::: ENTRIES SUPPLIED :::

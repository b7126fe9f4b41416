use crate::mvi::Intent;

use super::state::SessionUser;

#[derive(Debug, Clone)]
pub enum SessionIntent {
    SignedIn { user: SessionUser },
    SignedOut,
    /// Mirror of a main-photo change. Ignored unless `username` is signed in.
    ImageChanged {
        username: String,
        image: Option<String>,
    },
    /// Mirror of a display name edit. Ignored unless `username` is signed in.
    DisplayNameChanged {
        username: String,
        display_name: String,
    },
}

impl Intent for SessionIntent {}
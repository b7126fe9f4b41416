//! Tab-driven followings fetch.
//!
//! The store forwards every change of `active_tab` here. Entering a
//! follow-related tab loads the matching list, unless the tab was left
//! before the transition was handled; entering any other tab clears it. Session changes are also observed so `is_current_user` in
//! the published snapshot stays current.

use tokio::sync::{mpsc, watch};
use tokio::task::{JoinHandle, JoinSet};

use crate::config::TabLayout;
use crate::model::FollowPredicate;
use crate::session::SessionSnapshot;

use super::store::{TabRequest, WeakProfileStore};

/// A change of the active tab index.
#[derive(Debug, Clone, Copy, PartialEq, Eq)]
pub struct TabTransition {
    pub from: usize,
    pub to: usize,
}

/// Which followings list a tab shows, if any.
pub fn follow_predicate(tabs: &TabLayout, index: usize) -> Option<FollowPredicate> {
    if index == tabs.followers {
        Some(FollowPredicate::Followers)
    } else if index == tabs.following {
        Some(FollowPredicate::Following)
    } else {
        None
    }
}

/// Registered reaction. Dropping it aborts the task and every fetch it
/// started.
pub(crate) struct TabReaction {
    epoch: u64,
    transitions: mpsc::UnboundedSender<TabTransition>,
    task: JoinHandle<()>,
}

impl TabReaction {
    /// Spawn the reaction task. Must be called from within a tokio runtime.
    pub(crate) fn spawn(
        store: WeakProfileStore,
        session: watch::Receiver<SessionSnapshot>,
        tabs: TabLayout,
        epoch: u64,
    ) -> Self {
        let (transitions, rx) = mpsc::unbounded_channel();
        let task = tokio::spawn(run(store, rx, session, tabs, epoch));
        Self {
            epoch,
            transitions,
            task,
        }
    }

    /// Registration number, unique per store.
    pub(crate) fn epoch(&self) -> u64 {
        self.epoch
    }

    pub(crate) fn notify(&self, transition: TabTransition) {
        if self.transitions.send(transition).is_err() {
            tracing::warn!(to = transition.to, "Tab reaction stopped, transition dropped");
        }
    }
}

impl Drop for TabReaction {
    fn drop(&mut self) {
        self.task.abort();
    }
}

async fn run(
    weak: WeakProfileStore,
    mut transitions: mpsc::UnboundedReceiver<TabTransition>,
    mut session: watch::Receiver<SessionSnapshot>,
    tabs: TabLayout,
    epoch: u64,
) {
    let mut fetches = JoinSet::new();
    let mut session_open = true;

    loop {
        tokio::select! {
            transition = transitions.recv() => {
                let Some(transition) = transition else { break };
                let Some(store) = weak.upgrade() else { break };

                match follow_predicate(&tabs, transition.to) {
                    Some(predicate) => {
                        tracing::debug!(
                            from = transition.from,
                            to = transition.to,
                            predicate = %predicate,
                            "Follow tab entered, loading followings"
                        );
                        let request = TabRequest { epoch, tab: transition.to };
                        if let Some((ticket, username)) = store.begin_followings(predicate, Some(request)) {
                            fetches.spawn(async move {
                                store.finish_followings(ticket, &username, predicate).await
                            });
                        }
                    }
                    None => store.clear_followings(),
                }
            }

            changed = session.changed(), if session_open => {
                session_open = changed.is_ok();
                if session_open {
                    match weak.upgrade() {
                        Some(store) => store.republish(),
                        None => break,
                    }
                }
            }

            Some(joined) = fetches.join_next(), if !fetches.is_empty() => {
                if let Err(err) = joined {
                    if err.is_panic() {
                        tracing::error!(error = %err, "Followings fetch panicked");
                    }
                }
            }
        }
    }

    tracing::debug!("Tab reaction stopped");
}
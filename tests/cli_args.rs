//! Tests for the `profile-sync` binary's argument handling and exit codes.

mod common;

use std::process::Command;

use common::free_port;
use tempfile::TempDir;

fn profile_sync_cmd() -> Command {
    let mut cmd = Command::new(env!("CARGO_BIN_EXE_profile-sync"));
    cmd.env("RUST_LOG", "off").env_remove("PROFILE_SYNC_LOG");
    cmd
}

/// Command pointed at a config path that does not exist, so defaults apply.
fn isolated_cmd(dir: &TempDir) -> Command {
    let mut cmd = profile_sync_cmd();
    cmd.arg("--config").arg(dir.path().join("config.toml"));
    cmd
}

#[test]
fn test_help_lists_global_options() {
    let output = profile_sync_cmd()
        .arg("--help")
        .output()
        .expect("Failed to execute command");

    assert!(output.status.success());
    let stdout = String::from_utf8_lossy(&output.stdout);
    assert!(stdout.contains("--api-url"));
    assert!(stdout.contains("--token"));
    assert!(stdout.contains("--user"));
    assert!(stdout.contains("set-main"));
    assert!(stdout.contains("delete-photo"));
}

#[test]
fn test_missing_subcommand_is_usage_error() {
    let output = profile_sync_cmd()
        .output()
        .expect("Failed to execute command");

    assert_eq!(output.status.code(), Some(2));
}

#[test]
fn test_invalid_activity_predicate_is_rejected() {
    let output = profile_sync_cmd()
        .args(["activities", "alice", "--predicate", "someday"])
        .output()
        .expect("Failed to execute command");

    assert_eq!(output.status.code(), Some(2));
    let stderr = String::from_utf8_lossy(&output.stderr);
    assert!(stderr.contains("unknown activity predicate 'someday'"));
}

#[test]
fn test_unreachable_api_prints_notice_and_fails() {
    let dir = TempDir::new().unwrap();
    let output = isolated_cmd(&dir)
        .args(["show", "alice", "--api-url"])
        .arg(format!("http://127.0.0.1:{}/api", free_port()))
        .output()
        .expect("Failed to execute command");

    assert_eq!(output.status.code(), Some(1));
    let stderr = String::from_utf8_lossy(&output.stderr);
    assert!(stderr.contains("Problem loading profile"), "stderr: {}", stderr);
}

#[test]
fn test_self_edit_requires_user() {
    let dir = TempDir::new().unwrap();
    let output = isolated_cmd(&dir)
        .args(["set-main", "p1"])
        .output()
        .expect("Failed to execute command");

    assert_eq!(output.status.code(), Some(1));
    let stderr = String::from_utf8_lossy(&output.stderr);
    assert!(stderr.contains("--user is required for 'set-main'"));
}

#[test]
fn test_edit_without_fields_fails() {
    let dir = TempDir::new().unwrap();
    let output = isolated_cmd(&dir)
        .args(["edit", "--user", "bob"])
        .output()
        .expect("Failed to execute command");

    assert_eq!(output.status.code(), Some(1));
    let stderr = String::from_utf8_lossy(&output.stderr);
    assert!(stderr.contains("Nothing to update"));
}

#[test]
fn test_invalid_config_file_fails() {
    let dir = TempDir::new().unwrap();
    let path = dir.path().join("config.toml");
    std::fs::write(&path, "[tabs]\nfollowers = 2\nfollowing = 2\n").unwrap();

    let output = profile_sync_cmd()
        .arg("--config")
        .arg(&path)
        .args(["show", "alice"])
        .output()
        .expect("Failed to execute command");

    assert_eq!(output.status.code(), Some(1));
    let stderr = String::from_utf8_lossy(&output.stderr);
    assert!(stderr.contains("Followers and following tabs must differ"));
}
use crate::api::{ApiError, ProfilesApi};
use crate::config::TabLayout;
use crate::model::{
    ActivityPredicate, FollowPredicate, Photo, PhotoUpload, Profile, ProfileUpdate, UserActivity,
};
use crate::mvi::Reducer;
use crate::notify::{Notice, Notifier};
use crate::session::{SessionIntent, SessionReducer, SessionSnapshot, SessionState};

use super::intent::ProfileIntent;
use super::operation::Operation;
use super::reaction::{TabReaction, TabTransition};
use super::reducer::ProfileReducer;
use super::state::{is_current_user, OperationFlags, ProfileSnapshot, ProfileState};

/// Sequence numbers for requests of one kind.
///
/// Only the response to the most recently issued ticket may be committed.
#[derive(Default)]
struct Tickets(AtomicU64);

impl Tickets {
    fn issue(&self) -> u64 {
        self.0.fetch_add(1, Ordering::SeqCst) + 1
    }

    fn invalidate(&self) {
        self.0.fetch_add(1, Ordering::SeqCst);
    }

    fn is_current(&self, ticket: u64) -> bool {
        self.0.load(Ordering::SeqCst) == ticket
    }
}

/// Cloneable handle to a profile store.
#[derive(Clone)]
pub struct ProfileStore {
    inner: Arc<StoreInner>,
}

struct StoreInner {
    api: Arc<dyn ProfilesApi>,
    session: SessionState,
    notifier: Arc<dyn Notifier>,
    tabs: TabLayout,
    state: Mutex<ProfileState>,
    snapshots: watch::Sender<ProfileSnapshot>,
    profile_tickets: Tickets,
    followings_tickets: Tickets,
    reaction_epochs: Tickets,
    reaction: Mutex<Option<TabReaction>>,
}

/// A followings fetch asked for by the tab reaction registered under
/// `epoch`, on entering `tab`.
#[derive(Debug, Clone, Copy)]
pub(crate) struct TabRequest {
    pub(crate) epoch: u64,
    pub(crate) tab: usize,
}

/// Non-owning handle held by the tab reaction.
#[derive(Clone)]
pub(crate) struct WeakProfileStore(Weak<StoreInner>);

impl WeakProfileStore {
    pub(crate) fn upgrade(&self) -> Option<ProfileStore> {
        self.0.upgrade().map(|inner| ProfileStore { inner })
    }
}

:::

EXERCISE AIM: Within the material above, how many lines contain "joined"? Only the number should be given.

ANSWER AREA: 2